__Exercise goal__: Return only the lines from the top of the material through the line marked by "use classhold::scheduler::CycleOutcome;", unaltered.

__Input data__:
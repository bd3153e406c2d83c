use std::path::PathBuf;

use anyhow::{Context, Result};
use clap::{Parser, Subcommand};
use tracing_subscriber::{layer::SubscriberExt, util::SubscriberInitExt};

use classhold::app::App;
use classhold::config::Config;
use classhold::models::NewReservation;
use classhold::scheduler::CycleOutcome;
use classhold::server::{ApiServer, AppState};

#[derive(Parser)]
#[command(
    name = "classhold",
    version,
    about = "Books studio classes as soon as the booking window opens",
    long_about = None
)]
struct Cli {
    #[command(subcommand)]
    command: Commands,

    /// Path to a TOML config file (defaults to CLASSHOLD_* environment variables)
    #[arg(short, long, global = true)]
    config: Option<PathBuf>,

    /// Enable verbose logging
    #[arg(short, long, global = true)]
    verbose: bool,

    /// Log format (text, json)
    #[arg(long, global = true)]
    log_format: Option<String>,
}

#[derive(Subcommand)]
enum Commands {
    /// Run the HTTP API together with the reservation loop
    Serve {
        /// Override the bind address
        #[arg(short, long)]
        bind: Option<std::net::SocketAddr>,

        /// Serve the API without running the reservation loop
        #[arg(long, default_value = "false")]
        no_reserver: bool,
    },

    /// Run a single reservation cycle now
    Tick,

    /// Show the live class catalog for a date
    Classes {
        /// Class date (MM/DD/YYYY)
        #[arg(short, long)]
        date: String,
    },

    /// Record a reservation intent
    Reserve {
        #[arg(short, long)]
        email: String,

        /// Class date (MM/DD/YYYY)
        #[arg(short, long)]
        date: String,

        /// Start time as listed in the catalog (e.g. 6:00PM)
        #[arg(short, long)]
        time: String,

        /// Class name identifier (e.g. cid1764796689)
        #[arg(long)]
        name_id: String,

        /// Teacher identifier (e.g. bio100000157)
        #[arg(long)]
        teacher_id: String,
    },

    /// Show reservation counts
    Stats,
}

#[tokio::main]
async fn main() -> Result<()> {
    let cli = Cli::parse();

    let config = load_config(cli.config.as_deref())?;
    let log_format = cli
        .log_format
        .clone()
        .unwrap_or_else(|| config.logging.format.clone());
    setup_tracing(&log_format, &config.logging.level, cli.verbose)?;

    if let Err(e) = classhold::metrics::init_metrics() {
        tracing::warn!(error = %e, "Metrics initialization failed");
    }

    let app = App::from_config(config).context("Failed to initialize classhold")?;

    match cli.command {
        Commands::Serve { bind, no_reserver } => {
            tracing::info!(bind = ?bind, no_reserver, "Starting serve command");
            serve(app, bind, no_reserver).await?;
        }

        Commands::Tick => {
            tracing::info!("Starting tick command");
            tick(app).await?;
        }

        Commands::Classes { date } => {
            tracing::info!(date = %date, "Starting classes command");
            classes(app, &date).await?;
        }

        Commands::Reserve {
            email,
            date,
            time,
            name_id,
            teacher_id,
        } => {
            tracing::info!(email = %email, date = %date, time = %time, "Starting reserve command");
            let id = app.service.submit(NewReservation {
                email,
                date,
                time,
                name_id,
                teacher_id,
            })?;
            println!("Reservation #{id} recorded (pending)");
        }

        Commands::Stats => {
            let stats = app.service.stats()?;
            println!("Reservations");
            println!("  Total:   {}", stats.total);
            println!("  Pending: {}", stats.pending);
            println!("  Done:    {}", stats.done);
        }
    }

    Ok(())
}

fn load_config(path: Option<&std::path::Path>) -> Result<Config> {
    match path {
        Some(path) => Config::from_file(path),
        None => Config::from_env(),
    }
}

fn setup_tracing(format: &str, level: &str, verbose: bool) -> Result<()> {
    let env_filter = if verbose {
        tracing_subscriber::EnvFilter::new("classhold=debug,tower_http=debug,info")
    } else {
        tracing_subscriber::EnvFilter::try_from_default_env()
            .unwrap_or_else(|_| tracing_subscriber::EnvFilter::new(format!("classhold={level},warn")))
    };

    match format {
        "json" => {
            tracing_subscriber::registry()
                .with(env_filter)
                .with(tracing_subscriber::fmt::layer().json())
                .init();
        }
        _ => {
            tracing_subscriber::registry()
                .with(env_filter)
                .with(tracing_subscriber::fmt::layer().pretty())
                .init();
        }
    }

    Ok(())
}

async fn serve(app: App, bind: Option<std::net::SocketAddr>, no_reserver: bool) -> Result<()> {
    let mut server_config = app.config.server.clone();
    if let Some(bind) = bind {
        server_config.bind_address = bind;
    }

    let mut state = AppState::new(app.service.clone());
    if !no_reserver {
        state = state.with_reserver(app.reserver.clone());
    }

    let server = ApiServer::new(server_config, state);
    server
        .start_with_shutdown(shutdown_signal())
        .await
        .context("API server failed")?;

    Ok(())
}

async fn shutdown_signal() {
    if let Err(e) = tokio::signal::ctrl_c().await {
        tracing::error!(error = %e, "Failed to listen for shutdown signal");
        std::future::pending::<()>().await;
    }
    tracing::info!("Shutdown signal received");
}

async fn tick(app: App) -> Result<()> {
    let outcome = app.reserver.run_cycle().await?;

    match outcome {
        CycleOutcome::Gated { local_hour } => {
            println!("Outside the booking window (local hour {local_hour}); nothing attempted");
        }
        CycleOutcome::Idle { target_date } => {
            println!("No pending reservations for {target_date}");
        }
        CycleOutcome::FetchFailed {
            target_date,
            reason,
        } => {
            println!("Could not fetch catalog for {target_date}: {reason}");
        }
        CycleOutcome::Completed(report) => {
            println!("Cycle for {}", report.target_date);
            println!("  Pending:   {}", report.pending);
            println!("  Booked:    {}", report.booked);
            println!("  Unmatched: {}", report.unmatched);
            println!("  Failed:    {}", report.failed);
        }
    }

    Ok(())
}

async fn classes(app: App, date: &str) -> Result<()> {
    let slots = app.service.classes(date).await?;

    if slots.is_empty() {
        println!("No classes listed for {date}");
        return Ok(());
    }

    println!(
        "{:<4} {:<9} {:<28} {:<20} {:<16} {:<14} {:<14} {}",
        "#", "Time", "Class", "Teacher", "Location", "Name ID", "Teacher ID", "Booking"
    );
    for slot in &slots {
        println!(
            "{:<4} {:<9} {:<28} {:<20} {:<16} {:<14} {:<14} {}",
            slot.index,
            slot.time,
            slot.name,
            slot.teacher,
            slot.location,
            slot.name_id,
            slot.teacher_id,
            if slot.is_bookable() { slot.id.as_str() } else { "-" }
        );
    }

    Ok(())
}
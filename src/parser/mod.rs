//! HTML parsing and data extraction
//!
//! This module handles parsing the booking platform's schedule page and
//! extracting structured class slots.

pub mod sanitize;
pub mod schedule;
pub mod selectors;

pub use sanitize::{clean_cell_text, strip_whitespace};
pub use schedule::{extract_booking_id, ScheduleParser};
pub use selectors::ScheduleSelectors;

__Task solution__:
repository bd3153e406c2d83c
use std::path::PathBuf;

use anyhow::{Context, Result};
use clap::{Parser, Subcommand};
use tracing_subscriber::{layer::SubscriberExt, util::SubscriberInitExt};

use classhold::app::App;
use classhold::config::Config;
use classhold::models::NewReservation;
use classhold::scheduler::CycleOutcome;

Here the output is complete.